È l’intero “sistema carcere” a essere finito sotto inchiesta da parte del pubblico ministero di Torino Francesco Pelosi: inchiesta che si è chiusa con 25 indagati che vanno dal direttore della casa circondariale “Lorusso e Cutugno” di Torino, Domenico Minervini, al capo delle guardie carcerarie, Giovanni Battista Alberotanza, ai rappresentanti del sindacato più attivo della polizia penitenziaria, l’Osapp.

Violenze fisiche e vessazioni ai detenuti, denunciate in più occasioni, costano ai principali indagati l’accusa di tortura, per “condotte che comportavano un trattamento inumano e degradante per la dignità della persona detenuta”, reato mai contestato prima per le violenze all’interno del carcere. Favoreggiamento e omissione di denunce di reati sono invece le accuse per il direttore Domenico Minervini, il quale avrebbe sempre ignorato le lamentele e le segnalazioni della garante, lasciando che gli agenti agissero indisturbati.

Erano le celle numero 209, 210, 229, 230 della X Sezione quelle prescelte per isolare i detenuti che davano segno di scompenso psichico, nonostante nel carcere di Torino esista una sezione apposita per quel tipo di problematiche. L’ispettore Maurizio Gebbia e altri agenti penitenziari portavano lì i reclusi per “punirli” nel silenzio generale che consentiva loro di eludere le indagini.

E quando i detenuti erano troppo malconci e dovevano farsi visitare li minacciavano dicendo loro che “dovevano dichiarare che era stato un altro detenuto a picchiarlo, altrimenti avrebbero usato nuovamente violenza su di lui, così costringendolo il giorno successivo alle violenze a rendere in infermeria questa falsa versione dei fatti”, come è riepilogato nel documento di chiusura delle indagini».

Così le cronache dei giornali riferiscono della chiusura dell’inchiesta sulle violenze contro reclusi nel carcere di Torino (Ottavia Giustetti, “la Repubblica”, 21 luglio 2020).

Ora i giudici dovranno pronunciarsi ed eventualmente confermare le accuse emerse dalle indagini che ieri si sono chiuse e che meritoriamente si erano aperte grazie alle denunce degli stessi detenuti e alla Garante di Torino.

Quello che, intanto, si sa per certo è che detenuti e Garante hanno portato sul tavolo dei magistrati materiale sufficiente a non far archiviare il caso e un velo è stato squarciato. Quel velo che da molto tempo, ma negli anni più recenti con più aggressività, è stato tessuto anche mediaticamente a copertura di una realtà profonda del carcere, quella della sua perdurante natura violenta di istituzione totale e dell’impunità di chi quella violenza esercita, che nel buio delle notti delle tante “X sezioni” non ha mai smesso di produrre arbitrio, botte, umiliazioni. Torture.
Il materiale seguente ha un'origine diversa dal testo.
//! Window sampling
//!
//! Splits a word sequence into a bounded number of fixed-length, possibly
//! overlapping windows. Start offsets depend only on the word count:
//!
//! - up to `W` words: one window at offset 0
//! - fewer than `W + N` words: every offset `0..n-W` (sliding, step 1)
//! - otherwise: exactly `N` offsets spaced `floor((n - W) / N)` apart
//!
//! so long documents cost a constant number of windows while short ones are
//! examined exhaustively.

use crate::error::{CoreError, Result};
use crate::label::Label;
use crate::probabilities::LanguageProbabilities;

/// Default window length in words
pub const DEFAULT_WINDOW_WORDS: usize = 20;

/// Default number of windows sampled from long documents
pub const DEFAULT_SAMPLE_COUNT: usize = 20;

/// Sampling regime chosen for a given word count
#[derive(Debug, Clone, Copy, PartialEq, Eq)]
pub enum SamplingTier {
    /// No words, no windows
    Empty,
    /// Whole document fits in a single window
    Single,
    /// Every start offset is examined
    Sliding,
    /// Offsets spread uniformly across the document
    Strided {
        /// Distance between consecutive offsets (always > 0)
        step: usize,
    },
}

/// Deterministic window sampler
#[derive(Debug, Clone, Copy, PartialEq, Eq)]
pub struct WindowSampler {
    window_words: usize,
    sample_count: usize,
}

impl Default for WindowSampler {
    fn default() -> Self {
        Self {
            window_words: DEFAULT_WINDOW_WORDS,
            sample_count: DEFAULT_SAMPLE_COUNT,
        }
    }
}

impl WindowSampler {
    /// Create a sampler with window length `window_words` and target
    /// `sample_count`; both must be non-zero
    pub fn new(window_words: usize, sample_count: usize) -> Result<Self> {
        if window_words == 0 {
            return Err(CoreError::InvalidWindowLength);
        }
        if sample_count == 0 {
            return Err(CoreError::InvalidSampleCount);
        }
        Ok(Self {
            window_words,
            sample_count,
        })
    }

    /// Window length in words
    pub fn window_words(&self) -> usize {
        self.window_words
    }

    /// Target number of windows for long documents
    pub fn sample_count(&self) -> usize {
        self.sample_count
    }

    /// Sampling regime for `word_count` words
    pub fn tier(&self, word_count: usize) -> SamplingTier {
        let w = self.window_words;
        let n = self.sample_count;

        if word_count == 0 {
            SamplingTier::Empty
        } else if word_count <= w {
            SamplingTier::Single
        } else if w.checked_add(n).map_or(true, |limit| word_count < limit) {
            SamplingTier::Sliding
        } else {
            // word_count - w >= n, so the step is at least one
            SamplingTier::Strided {
                step: (word_count - w) / n,
            }
        }
    }

    /// Window start offsets for `word_count` words, ascending
    pub fn offsets(&self, word_count: usize) -> Vec<usize> {
        match self.tier(word_count) {
            SamplingTier::Empty => Vec::new(),
            SamplingTier::Single => vec![0],
            SamplingTier::Sliding => (0..word_count - self.window_words).collect(),
            SamplingTier::Strided { step } => (0..self.sample_count).map(|k| k * step).collect(),
        }
    }

    /// Cut `words` into window texts
    pub fn sample(&self, words: &[&str]) -> Vec<WindowText> {
        self.offsets(words.len())
            .into_iter()
            .map(|start| {
                let end = (start + self.window_words).min(words.len());
                WindowText {
                    start_offset: start,
                    text: words[start..end].join(" "),
                }
            })
            .collect()
    }
}

/// Split text into the word sequence the sampler works on
pub fn split_words(text: &str) -> Vec<&str> {
    text.split_whitespace().collect()
}

/// Text of a sampled window, before classification
#[derive(Debug, Clone, PartialEq, Eq)]
pub struct WindowText {
    /// Index of the first word in the document
    pub start_offset: usize,
    /// Words of the window joined by single spaces
    pub text: String,
}

/// Fully classified window
#[derive(Debug, Clone, PartialEq)]
#[cfg_attr(feature = "serde", derive(serde::Serialize))]
pub struct Window {
    /// Index of the first word in the document
    pub start_offset: usize,
    /// Words of the window joined by single spaces
    pub text: String,
    /// Classifier output, `None` if the classifier gave up
    pub probabilities: Option<LanguageProbabilities>,
    /// Verdict assigned by the labeler
    pub label: Label,
}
Chi scrive sa – per personale esperienza, avendo vissuto a lungo nelle celle anche del carcere torinese, e per conoscenza, dai tanti anni di impegno, lavoro e attività sul carcere – che per una volta che si fa giustizia per altre cento, o mille, volte cala il silenzio. Il silenzio della paura, della debolezza, della mancata tutela di chi subisce; il silenzio dell’opacità dell’istituzione, del mancato o omesso controllo di chi agisce, della sottovalutazione o, peggio, della copertura. La cultura dell’omertà, in questi casi, non solo lascia condotte gravissime impunite e esseri umani indifesi, picchiati e nudi, in balìa della violenza, ma concorre a legittimare, in silenzio ma nei fatti, una violenza che diventa istituzionale, tollerata, ammessa, anche quando la maggioranza degli agenti non la condivida e non la pratichi, o magari pensi che un carcere “costituzionale” sia più gestibile, anche per loro, di un carcere violento.
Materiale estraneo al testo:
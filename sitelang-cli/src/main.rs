//! sitelang command-line entry point

use anyhow::Result;
use clap::Parser;
use sitelang_cli::commands::Commands;

/// Site language detection for crawled pages
#[derive(Debug, Parser)]
#[command(name = "sitelang", version, about, long_about = None)]
struct Cli {
    #[command(subcommand)]
    command: Commands,
}

fn main() -> Result<()> {
    let cli = Cli::parse();
    cli.command.execute()
}

#[cfg(test)]
mod tests {
    use super::*;
    use clap::CommandFactory;

    #[test]
    fn test_cli_definition() {
        Cli::command().debug_assert();
    }
}
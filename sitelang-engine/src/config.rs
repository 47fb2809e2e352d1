//! Configuration types for the engine

use crate::ExecutionMode;
use sitelang_core::{
    AggregationMode, AggregationOptions, ClassifierConfig, SeedPolicy, DEFAULT_SAMPLE_COUNT,
    DEFAULT_THRESHOLD, DEFAULT_TRIALS, DEFAULT_WINDOW_WORDS,
};

/// Execution settings for window classification
#[derive(Debug, Clone, PartialEq, Eq)]
pub struct EngineConfig {
    /// Execution mode selector
    pub execution_mode: ExecutionMode,
    /// Number of threads for parallel execution (None = rayon's global pool)
    pub threads: Option<usize>,
    /// Minimum number of windows before adaptive mode goes parallel
    pub parallel_threshold: usize,
}

impl Default for EngineConfig {
    fn default() -> Self {
        Self {
            execution_mode: ExecutionMode::Adaptive,
            threads: None,
            parallel_threshold: 8,
        }
    }
}

impl EngineConfig {
    /// Always classify windows on the calling thread
    pub fn sequential() -> Self {
        Self {
            execution_mode: ExecutionMode::Sequential,
            threads: Some(1),
            parallel_threshold: usize::MAX,
        }
    }

    /// Always fan windows out across threads
    pub fn parallel(threads: Option<usize>) -> Self {
        Self {
            execution_mode: ExecutionMode::Parallel,
            threads,
            parallel_threshold: 0,
        }
    }
}

/// Full detector configuration
#[derive(Debug, Clone, PartialEq)]
pub struct DetectorConfig {
    /// Words per window
    pub window_words: usize,
    /// Windows sampled from long documents
    pub sample_count: usize,
    /// Probability a window's top language must strictly exceed
    pub threshold: f64,
    /// Counts or shares, with or without unknown
    pub aggregation: AggregationOptions,
    /// Trials and seed policy handed to the classifier
    pub classifier: ClassifierConfig,
    /// Keep per-window records in the output
    pub keep_windows: bool,
    /// Execution settings
    pub engine: EngineConfig,
}

impl Default for DetectorConfig {
    fn default() -> Self {
        Self {
            window_words: DEFAULT_WINDOW_WORDS,
            sample_count: DEFAULT_SAMPLE_COUNT,
            threshold: DEFAULT_THRESHOLD,
            aggregation: AggregationOptions::default(),
            classifier: ClassifierConfig::default(),
            keep_windows: false,
            engine: EngineConfig::default(),
        }
    }
}

impl DetectorConfig {
    /// Fewer windows and trials, for bulk crawls
    pub fn fast() -> Self {
        Self {
            sample_count: 10,
            classifier: ClassifierConfig {
                trials: 5,
                seed: SeedPolicy::default(),
            },
            ..Self::default()
        }
    }

    /// Same as the default
    pub fn balanced() -> Self {
        Self::default()
    }

    /// Twice the windows and trials of the default
    pub fn thorough() -> Self {
        Self {
            sample_count: DEFAULT_SAMPLE_COUNT * 2,
            classifier: ClassifierConfig {
                trials: DEFAULT_TRIALS * 2,
                seed: SeedPolicy::default(),
            },
            ..Self::default()
        }
    }

    /// Raw window counts instead of shares
    pub fn counts(mut self) -> Self {
        self.aggregation.mode = AggregationMode::Counts;
        self
    }
}

#[cfg(test)]
mod tests {
    use super::*;

    #[test]
    fn test_default_matches_core_constants() {
        let config = DetectorConfig::default();
        assert_eq!(config.window_words, 20);
        assert_eq!(config.sample_count, 20);
        assert_eq!(config.threshold, 0.95);
        assert_eq!(config.classifier.trials, 20);
        assert_eq!(config.classifier.seed, SeedPolicy::Fixed(0));
        assert!(config.aggregation.include_unknown);
        assert_eq!(config.aggregation.mode, AggregationMode::Shares);
    }

    #[test]
    fn test_presets() {
        assert_eq!(DetectorConfig::fast().classifier.trials, 5);
        assert_eq!(DetectorConfig::thorough().sample_count, 40);
        assert_eq!(DetectorConfig::balanced(), DetectorConfig::default());
        assert_eq!(
            DetectorConfig::default().counts().aggregation.mode,
            AggregationMode::Counts
        );
        assert_eq!(
            EngineConfig::sequential().execution_mode,
            ExecutionMode::Sequential
        );
    }
}
//! Sequential execution strategy

use crate::{
    error::Result,
    executor::{ExecutionMode, Executor, WindowJob},
};
use sitelang_core::{Window, WindowText};

/// Sequential single-threaded executor
#[derive(Debug, Clone, Default)]
pub struct SequentialExecutor;

impl Executor for SequentialExecutor {
    fn classify(&self, windows: Vec<WindowText>, job: &WindowJob<'_>) -> Result<Vec<Window>> {
        windows.into_iter().map(|window| job.run(window)).collect()
    }

    fn mode(&self) -> ExecutionMode {
        ExecutionMode::Sequential
    }
}
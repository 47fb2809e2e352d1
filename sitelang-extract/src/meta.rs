//! Meta-language cascade
//!
//! Looks for an authoritative language declaration in three places, in this
//! order:
//!
//! 1. the `lang` attribute of the `<html>` element (first accepted tag wins)
//! 2. `<meta http-equiv="content-language">` (exactly one accepted tag)
//! 3. the `Content-Language` transport header (exactly one accepted tag)

use crate::error::Result;
use crate::html::{DocumentInput, ParsedDocument};
use crate::http::HeaderInput;
use serde::Serialize;
use sitelang_core::{AcceptedLanguages, LanguageTag};
use std::fmt;

/// Where a declared language was found
#[derive(Debug, Clone, Copy, PartialEq, Eq, Serialize)]
#[serde(rename_all = "kebab-case")]
pub enum MetaSource {
    /// `<html lang>`
    Markup,
    /// `<meta http-equiv="content-language">`
    HttpEquiv,
    /// `Content-Language` header
    Header,
}

impl MetaSource {
    /// Lowercase name
    pub fn as_str(&self) -> &'static str {
        match self {
            MetaSource::Markup => "markup",
            MetaSource::HttpEquiv => "http-equiv",
            MetaSource::Header => "header",
        }
    }
}

impl fmt::Display for MetaSource {
    fn fmt(&self, f: &mut fmt::Formatter<'_>) -> fmt::Result {
        f.write_str(self.as_str())
    }
}

/// A declared language and its source
#[derive(Debug, Clone, PartialEq, Eq, Serialize)]
pub struct MetaLanguage {
    /// Accepted tag
    pub language: LanguageTag,
    /// Where it was declared
    pub source: MetaSource,
}

/// Walks the meta-language cascade against one accepted set
#[derive(Debug, Clone, Default)]
pub struct MetaLanguageResolver {
    accepted: AcceptedLanguages,
}

impl MetaLanguageResolver {
    /// Create a resolver
    pub fn new(accepted: AcceptedLanguages) -> Self {
        Self { accepted }
    }

    /// Accepted language set
    pub fn accepted(&self) -> &AcceptedLanguages {
        &self.accepted
    }

    /// The declared language, if any
    ///
    /// Fails only when the header blob has to be consulted and is
    /// structurally malformed.
    pub fn resolve(
        &self,
        headers: &HeaderInput,
        body: &DocumentInput,
    ) -> Result<Option<LanguageTag>> {
        Ok(self
            .resolve_with_source(headers, body)?
            .map(|found| found.language))
    }

    /// Like [`MetaLanguageResolver::resolve`], also reporting the source
    pub fn resolve_with_source(
        &self,
        headers: &HeaderInput,
        body: &DocumentInput,
    ) -> Result<Option<MetaLanguage>> {
        body.with_parsed(|doc| self.resolve_document(headers, doc))
    }

    /// Run the cascade on an already parsed document
    pub fn resolve_document(
        &self,
        headers: &HeaderInput,
        doc: &ParsedDocument,
    ) -> Result<Option<MetaLanguage>> {
        if let Some(language) = doc.html_lang(&self.accepted) {
            tracing::debug!(%language, "language declared in markup");
            return Ok(Some(MetaLanguage {
                language,
                source: MetaSource::Markup,
            }));
        }

        if let Some(language) = doc.http_equiv_lang(&self.accepted) {
            tracing::debug!(%language, "language declared in http-equiv meta");
            return Ok(Some(MetaLanguage {
                language,
                source: MetaSource::HttpEquiv,
            }));
        }

        if let Some(language) = headers.content_language(&self.accepted)? {
            tracing::debug!(%language, "language declared in header");
            return Ok(Some(MetaLanguage {
                language,
                source: MetaSource::Header,
            }));
        }

        tracing::debug!("no declared language");
        Ok(None)
    }
}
Il silenzio la permette, la reitera, la consacra, questa violenza. Anche per questo, onore ai detenuti che hanno denunciato, rischiando come solo in carcere si rischia, e alla Garante che ha svolto il suo compito, rispettandone il mandato profondo.

Da anni, e nei tempi più recenti soprattutto, i media rilanciano, spesso senza approfondimenti e tanto meno contraddittorio, comunicati stampa e prese di posizione di alcuni tra i sindacati di polizia penitenziaria – incluso quello citato nell’articolo – la cui cifra è quella di rimandare alla pubblica opinione un’idea di carcere in mano ai detenuti, gestito in maniera lassista; i reiterati attacchi portati a chiunque voglia introdurre elementi di riforma e maggior rispetto della norma costituzionale, si ripetono, fino al più recente attacco frontale contro la figura e i compiti del Garante dei diritti delle persone private della libertà personale. Figura di cui, ancora ieri, uno di quei sindacati ha chiesto l’abolizione.

Così, anche le lotte contro la disperazione indotta da una sciagurata gestione dei provvedimenti anti Covid-19, diventa l’immagine di un carcere dominato da pochi caporioni, immagine ridicola per chi di carcere ne sa, ma seducenti per chi non ne sa (e preferisce non sapere). Una comunicazione che ha presa su una società che del carcere tutto ignora, e che al contempo nutre una – ed è nutrita da una – crescente voglia di forca.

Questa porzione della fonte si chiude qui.